A ) Ampicillin-sulbactam, ciprofloxacin, and tobramycin
B ) Penicillin G, clindamycin, and gentamicin
C ) Vancomycin and piperacillin-tazobactam
D ) Vancomycin, piperacillin-tazobactam, and amphotericin
E ) Vancomycin, piperacillin-tazobactam, and fluconazole
The correct response is Option C.
The most common bacteria causing burn wound infections include methicillin-resistant Staphylococcus aureus (MRSA), Pseudomonas, and Klebsiella. Empiric antibiotic therapy for the patient described would need to cover these gram-positive cocci and gram-negative rods.
Of the antibiotics listed, only vancomycin covers MRSA. Piperacillin-tazobactam is the most appropriate choice for pseudomonal coverage. Antifungal coverage with fluconazole or amphotericin is not necessary and is not supported by the literature. Antifungal prophylaxis remains controversial.
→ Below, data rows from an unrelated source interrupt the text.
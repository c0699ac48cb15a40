mod common;

use axum::body::Body;
use axum::http::{header, Request, StatusCode};
use serde_json::json;

use common::{body_json, refresh_cookie, set_cookie_header, TestApp};
use inkwell::auth::google::GoogleIdentity;
use inkwell::db;

fn refresh_request(cookie: Option<&str>) -> Request<Body> {
    let mut builder = Request::post("/auth/refresh");
    if let Some(cookie) = cookie {
        builder = builder.header(header::COOKIE, cookie);
    }
    builder.body(Body::empty()).unwrap()
}

#[tokio::test]
async fn signup_creates_account_once() {
    let app = TestApp::new();
    let body = json!({
        "firstName": "Ada",
        "lastName": "Lovelace",
        "email": "ada@example.com",
        "password": "engine"
    });

    let response = app.post_json("/auth/signup", body.clone()).await;
    assert_eq!(response.status(), StatusCode::CREATED);

    let conn = app.state.db.get().unwrap();
    let user = db::users::find_by_email(&conn, "ada@example.com")
        .unwrap()
        .unwrap();
    assert_eq!(user.username, "Ada Lovelace");
    assert!(!user.is_google_id);
    assert_ne!(user.password_hash.as_deref(), Some("engine"));
    drop(conn);

    let duplicate = app.post_json("/auth/signup", body).await;
    assert_eq!(duplicate.status(), StatusCode::CONFLICT);
    assert_eq!(app.count("users"), 1);
}

#[tokio::test]
async fn signup_requires_credentials() {
    let app = TestApp::new();
    let response = app
        .post_json(
            "/auth/signup",
            json!({ "firstName": "Ada", "lastName": "L", "email": "ada@example.com" }),
        )
        .await;
    assert_eq!(response.status(), StatusCode::BAD_REQUEST);
    assert_eq!(app.count("users"), 0);
}

#[tokio::test]
async fn signin_returns_profile_token_and_cookie() {
    let app = TestApp::new();
    let user = app.seed_user("Ada Lovelace", "ada@example.com", "engine");

    let (body, cookie) = app.sign_in("ada@example.com", "engine").await;

    assert_eq!(body["user"]["id"], user.id.as_str());
    assert_eq!(body["user"]["email"], "ada@example.com");
    assert!(body["user"].get("password").is_none());
    assert!(body["user"].get("refreshToken").is_none());

    let access = body["accessToken"].as_str().unwrap();
    let claims = app.state.tokens.verify_access(access).unwrap();
    assert_eq!(claims.id, user.id);

    let token = cookie.strip_prefix("refreshToken=").unwrap();
    let stored = app.find_user(&user.id).unwrap().refresh_token;
    assert_eq!(stored.as_deref(), Some(token));
}

#[tokio::test]
async fn signin_rejects_bad_credentials_without_cookie() {
    let app = TestApp::new();
    app.seed_user("Ada", "ada@example.com", "engine");

    let wrong = app
        .post_json(
            "/auth/signin",
            json!({ "email": "ada@example.com", "password": "nope" }),
        )
        .await;
    assert_eq!(wrong.status(), StatusCode::UNAUTHORIZED);
    assert!(refresh_cookie(&wrong).is_none());

    let unknown = app
        .post_json(
            "/auth/signin",
            json!({ "email": "who@example.com", "password": "engine" }),
        )
        .await;
    assert_eq!(unknown.status(), StatusCode::NOT_FOUND);

    let missing = app
        .post_json("/auth/signin", json!({ "email": "ada@example.com" }))
        .await;
    assert_eq!(missing.status(), StatusCode::BAD_REQUEST);
}

#[tokio::test]
async fn passwords_are_not_trimmed() {
    let app = TestApp::new();
    app.seed_user("Ada", "ada@example.com", "  engine  ");

    let trimmed = app
        .post_json(
            "/auth/signin",
            json!({ "email": "ada@example.com", "password": "engine" }),
        )
        .await;
    assert_eq!(trimmed.status(), StatusCode::UNAUTHORIZED);

    let (body, _) = app.sign_in("ada@example.com", "  engine  ").await;
    assert!(body["accessToken"].is_string());

    let spaces_only = app
        .post_json(
            "/auth/signup",
            json!({
                "firstName": "Grace",
                "lastName": "Hopper",
                "email": "grace@example.com",
                "password": "   "
            }),
        )
        .await;
    assert_eq!(spaces_only.status(), StatusCode::CREATED);

    let empty = app
        .post_json(
            "/auth/signup",
            json!({
                "firstName": "Joan",
                "lastName": "Clarke",
                "email": "joan@example.com",
                "password": ""
            }),
        )
        .await;
    assert_eq!(empty.status(), StatusCode::BAD_REQUEST);
}

#[tokio::test]
async fn refresh_issues_access_token_without_rotation() {
    let app = TestApp::new();
    let user = app.seed_user("Ada", "ada@example.com", "engine");
    let (_, cookie) = app.sign_in("ada@example.com", "engine").await;

    let response = app.send(refresh_request(Some(&cookie))).await;
    assert_eq!(response.status(), StatusCode::OK);
    assert!(refresh_cookie(&response).is_none());

    let body = body_json(response).await;
    let claims = app
        .state
        .tokens
        .verify_access(body["accessToken"].as_str().unwrap())
        .unwrap();
    assert_eq!(claims.id, user.id);
    assert_eq!(body["user"]["username"], "Ada");
}

#[tokio::test]
async fn refresh_without_cookie_is_no_content() {
    let app = TestApp::new();
    let response = app.send(refresh_request(None)).await;
    assert_eq!(response.status(), StatusCode::NO_CONTENT);
}

#[tokio::test]
async fn refresh_with_unknown_token_is_forbidden_and_clears_cookie() {
    let app = TestApp::new();
    let response = app
        .send(refresh_request(Some("refreshToken=forged.token.value")))
        .await;
    assert_eq!(response.status(), StatusCode::FORBIDDEN);
    let cleared = set_cookie_header(&response).unwrap();
    assert!(cleared.starts_with("refreshToken=;"));
    assert!(cleared.contains("Max-Age=0"));
}

#[tokio::test]
async fn newer_signin_replaces_previous_session() {
    let app = TestApp::new();
    app.seed_user("Ada", "ada@example.com", "engine");

    let (_, first) = app.sign_in("ada@example.com", "engine").await;
    let (_, second) = app.sign_in("ada@example.com", "engine").await;
    assert_ne!(first, second);

    let stale = app.send(refresh_request(Some(&first))).await;
    assert_eq!(stale.status(), StatusCode::FORBIDDEN);

    let current = app.send(refresh_request(Some(&second))).await;
    assert_eq!(current.status(), StatusCode::OK);
}

#[tokio::test]
async fn refresh_rejects_token_bound_to_another_user() {
    let app = TestApp::new();
    let user = app.seed_user("Ada", "ada@example.com", "engine");

    let foreign = app.state.tokens.issue_refresh("someone-else").unwrap();
    {
        let conn = app.state.db.get().unwrap();
        db::users::replace_refresh_token(&conn, &user.id, &foreign).unwrap();
    }

    let response = app
        .send(refresh_request(Some(&format!("refreshToken={}", foreign))))
        .await;
    assert_eq!(response.status(), StatusCode::FORBIDDEN);
}

#[tokio::test]
async fn signout_ends_session() {
    let app = TestApp::new();
    let user = app.seed_user("Ada", "ada@example.com", "engine");
    let (_, cookie) = app.sign_in("ada@example.com", "engine").await;

    let response = app
        .send(
            Request::post("/auth/signout")
                .header(header::COOKIE, &cookie)
                .body(Body::empty())
                .unwrap(),
        )
        .await;
    assert_eq!(response.status(), StatusCode::NO_CONTENT);
    assert!(set_cookie_header(&response).unwrap().contains("Max-Age=0"));
    assert_eq!(app.find_user(&user.id).unwrap().refresh_token, None);

    let after = app.send(refresh_request(Some(&cookie))).await;
    assert_eq!(after.status(), StatusCode::FORBIDDEN);
}

#[tokio::test]
async fn signout_without_session_still_succeeds() {
    let app = TestApp::new();
    let response = app
        .send(Request::post("/auth/signout").body(Body::empty()).unwrap())
        .await;
    assert_eq!(response.status(), StatusCode::NO_CONTENT);

    let stale = app
        .send(
            Request::post("/auth/signout")
                .header(header::COOKIE, "refreshToken=unknown")
                .body(Body::empty())
                .unwrap(),
        )
        .await;
    assert_eq!(stale.status(), StatusCode::NO_CONTENT);
}

fn grace() -> GoogleIdentity {
    GoogleIdentity {
        subject: "google-sub-1".to_string(),
        name: "Grace Hopper".to_string(),
        email: "grace@example.com".to_string(),
        picture: Some("https://lh3.test/grace.png".to_string()),
    }
}

#[tokio::test]
async fn google_login_creates_then_reuses_account() {
    let app = TestApp::new();
    app.identity.register("code-1", grace());
    app.identity.register("code-2", grace());

    let first = app.post_json("/auth/google", json!({ "code": "code-1" })).await;
    assert_eq!(first.status(), StatusCode::OK);
    assert!(refresh_cookie(&first).is_some());
    let body = body_json(first).await;
    assert_eq!(body["user"]["username"], "Grace Hopper");
    assert_eq!(body["user"]["isGoogleId"], true);
    assert_eq!(body["user"]["avatar"], "https://lh3.test/grace.png");

    let second = app.post_json("/auth/google", json!({ "code": "code-2" })).await;
    assert_eq!(second.status(), StatusCode::OK);
    let again = body_json(second).await;
    assert_eq!(again["user"]["id"], body["user"]["id"]);
    assert_eq!(app.count("users"), 1);
}

#[tokio::test]
async fn google_login_failures() {
    let app = TestApp::new();

    let bad_code = app.post_json("/auth/google", json!({ "code": "nope" })).await;
    assert_eq!(bad_code.status(), StatusCode::NOT_FOUND);

    let no_code = app.post_json("/auth/google", json!({})).await;
    assert_eq!(no_code.status(), StatusCode::BAD_REQUEST);

    app.seed_user("Grace", "grace@example.com", "pw");
    app.identity.register("code-1", grace());
    let taken = app.post_json("/auth/google", json!({ "code": "code-1" })).await;
    assert_eq!(taken.status(), StatusCode::CONFLICT);
    assert_eq!(app.count("users"), 1);
}

#[tokio::test]
async fn delete_account_removes_user_and_avatar() {
    let app = TestApp::new();
    let user = app.seed_user("Ada", "ada@example.com", "engine");
    {
        let conn = app.state.db.get().unwrap();
        conn.execute(
            "UPDATE users SET avatar_public_id = 'avatar-1', avatar_url = 'https://cdn.test/a.png' WHERE id = ?1",
            [&user.id],
        )
        .unwrap();
    }

    let response = app
        .send(
            Request::post("/auth/delete")
                .header(header::CONTENT_TYPE, "application/json")
                .header(header::COOKIE, "refreshToken=whatever")
                .body(Body::from(json!({ "id": user.id }).to_string()))
                .unwrap(),
        )
        .await;
    assert_eq!(response.status(), StatusCode::NO_CONTENT);
    assert!(set_cookie_header(&response).unwrap().contains("Max-Age=0"));
    assert!(app.find_user(&user.id).is_none());
    assert_eq!(app.assets.deleted(), vec!["avatar-1".to_string()]);
}

#[tokio::test]
async fn delete_account_errors() {
    let app = TestApp::new();
    let user = app.seed_user("Ada", "ada@example.com", "engine");
    {
        let conn = app.state.db.get().unwrap();
        conn.execute(
            "UPDATE users SET avatar_public_id = 'avatar-1' WHERE id = ?1",
            [&user.id],
        )
        .unwrap();
    }

    let missing = app.post_json("/auth/delete", json!({})).await;
    assert_eq!(missing.status(), StatusCode::BAD_REQUEST);

    let unknown = app.post_json("/auth/delete", json!({ "id": "nobody" })).await;
    assert_eq!(unknown.status(), StatusCode::NOT_FOUND);

    app.assets.set_fail_delete(true);
    let refused = app.post_json("/auth/delete", json!({ "id": user.id })).await;
    assert_eq!(refused.status(), StatusCode::INTERNAL_SERVER_ERROR);
    assert!(app.find_user(&user.id).is_some());
}

#[tokio::test]
async fn me_requires_valid_access_token() {
    let app = TestApp::new();
    let user = app.seed_user("Ada", "ada@example.com", "engine");
    let (body, _) = app.sign_in("ada@example.com", "engine").await;
    let access = body["accessToken"].as_str().unwrap();

    let response = app
        .send(
            Request::get("/auth/me")
                .header(header::AUTHORIZATION, format!("Bearer {}", access))
                .body(Body::empty())
                .unwrap(),
        )
        .await;
    assert_eq!(response.status(), StatusCode::OK);
    assert_eq!(body_json(response).await["id"], user.id.as_str());

    let anonymous = app.get("/auth/me").await;
    assert_eq!(anonymous.status(), StatusCode::UNAUTHORIZED);

    let forged = app
        .send(
            Request::get("/auth/me")
                .header(header::AUTHORIZATION, "Bearer not.a.token")
                .body(Body::empty())
                .unwrap(),
        )
        .await;
    assert_eq!(forged.status(), StatusCode::UNAUTHORIZED);
}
A 35-year-old man is admitted to the burn unit after sustaining superficial partial-thickness burns involving 25% of the total body surface area. Medical history includes an allergy to sulfonamide. The burns are cleaned, and silver nitrate–soaked dressings are applied. Which of the following is most likely in this patient?
A) Hyponatremia
B) Metabolic acidosis
C) Neutropenia
D) Painful application
E) Thrombocytopenia
Correct answer is option A.
Because of the skin’s important function as a microbial barrier, prevention of infection after burn injury is still one of the most difficult challenges in caring for burn patients. The development of effective topical antimicrobial agents has markedly reduced the incidence of invasive burn wound infection and sepsis. Topical therapy should be started after the initial wound debridement. The three most common topical antimicrobial agents are silver sulfadiazine (Silvadene), silver nitrate, and mafenide acetate (Sulfamylon). Silver nitrate is typically delivered as a 0.5% solution as a wet dressing. Silver nitrate has excellent antibacterial properties and is effective for most Staphylococcus species and most gram-negative aerobes, including Pseudomonas. This agent is typically used when there is a history of sulfonamide allergy or when sensitivity to the other agents has developed. A common use of silver nitrate is in the setting of toxic epidermal necrolysis. Application is painless, but tissue penetration is poor. Concentrations above 5% are cytotoxic to healthy tissues. Because leaching of sodium, potassium, and calcium is common, this effect should be anticipated and replaced appropriately. Painful application is associated with mafenide acetate (Sulfamylon). Mafenide acetate is delivered as suspension in a water-soluble base. As a result of its solubility, it has excellent tissue penetration and is often used in heavily contaminated wounds with thick eschar. Because of excellent cartilage penetration, it is also the agent of choice with ear burns. Mafenide acetate is highly effective against gram-negative organisms. Adverse effects include hypersensitivity reactions (7% of patients) and inhibition of carbonic anhydrase with a resultant hyperchloremic metabolic acidosis. Silver sulfadiazine is the most common topical antimicrobial agent used. It has intermediate tissue penetration secondary to its limited water solubility. This agent has a good antibacterial spectrum, a low incidence of development of resistant organisms, and is applied painlessly. Transient leukopenia is a common adverse effect of silver sulfadiazine. This condition is self-limited and does not appear to increase mortality in burn patients. Switching to a different topical agent for a few days will allow the white blood cell count to return to normal. Thrombocytopenia is not associated with silver nitrate.